_EXERCISE DESCRIPTION_. Your answer should be the lines of the data below that contain "SliderError".

_TASK INPUTS_.
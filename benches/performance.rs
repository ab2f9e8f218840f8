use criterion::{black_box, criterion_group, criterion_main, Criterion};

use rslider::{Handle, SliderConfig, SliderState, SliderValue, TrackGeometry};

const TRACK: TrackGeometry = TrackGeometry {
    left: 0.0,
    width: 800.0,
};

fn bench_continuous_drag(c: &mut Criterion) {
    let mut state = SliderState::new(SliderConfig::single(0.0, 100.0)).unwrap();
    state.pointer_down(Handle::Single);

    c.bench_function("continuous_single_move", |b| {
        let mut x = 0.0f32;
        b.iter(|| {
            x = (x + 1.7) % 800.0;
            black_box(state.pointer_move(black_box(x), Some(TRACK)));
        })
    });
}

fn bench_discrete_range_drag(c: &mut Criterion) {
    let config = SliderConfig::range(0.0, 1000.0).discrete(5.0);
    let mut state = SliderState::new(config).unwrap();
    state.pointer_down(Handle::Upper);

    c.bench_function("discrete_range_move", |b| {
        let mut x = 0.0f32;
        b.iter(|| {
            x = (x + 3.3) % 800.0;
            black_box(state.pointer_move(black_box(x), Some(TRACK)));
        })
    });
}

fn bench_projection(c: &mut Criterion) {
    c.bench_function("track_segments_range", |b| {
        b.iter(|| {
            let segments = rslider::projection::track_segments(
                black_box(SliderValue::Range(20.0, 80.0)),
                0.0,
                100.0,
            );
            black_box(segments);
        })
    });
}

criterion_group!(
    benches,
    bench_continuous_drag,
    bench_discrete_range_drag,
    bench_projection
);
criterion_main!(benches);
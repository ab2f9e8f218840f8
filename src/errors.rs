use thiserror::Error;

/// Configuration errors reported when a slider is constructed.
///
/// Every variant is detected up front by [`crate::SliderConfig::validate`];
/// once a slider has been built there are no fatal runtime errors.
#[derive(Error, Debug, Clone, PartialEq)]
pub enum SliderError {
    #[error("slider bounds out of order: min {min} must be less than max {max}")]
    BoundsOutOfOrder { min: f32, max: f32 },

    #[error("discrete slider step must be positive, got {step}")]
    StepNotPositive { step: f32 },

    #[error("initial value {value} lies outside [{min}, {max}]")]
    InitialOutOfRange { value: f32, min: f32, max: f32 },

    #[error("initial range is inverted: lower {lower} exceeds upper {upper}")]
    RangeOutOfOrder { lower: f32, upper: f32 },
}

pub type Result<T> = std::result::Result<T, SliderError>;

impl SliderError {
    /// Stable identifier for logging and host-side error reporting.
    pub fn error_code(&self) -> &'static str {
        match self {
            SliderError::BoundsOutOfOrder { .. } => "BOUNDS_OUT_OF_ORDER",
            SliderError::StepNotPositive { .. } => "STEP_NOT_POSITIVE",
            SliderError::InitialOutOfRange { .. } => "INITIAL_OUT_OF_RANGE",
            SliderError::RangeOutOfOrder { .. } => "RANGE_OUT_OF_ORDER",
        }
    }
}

_ANSWER BOX_.
pub enum SliderError {
pub type Result<T> = std::result::Result<T, SliderError>;
impl SliderError {
            SliderError::BoundsOutOfOrder { .. } => "BOUNDS_OUT_OF_ORDER",
            SliderError::StepNotPositive { .. } => "STEP_NOT_POSITIVE",
            SliderError::InitialOutOfRange { .. } => "INITIAL_OUT_OF_RANGE",
            SliderError::RangeOutOfOrder { .. } => "RANGE_OUT_OF_ORDER",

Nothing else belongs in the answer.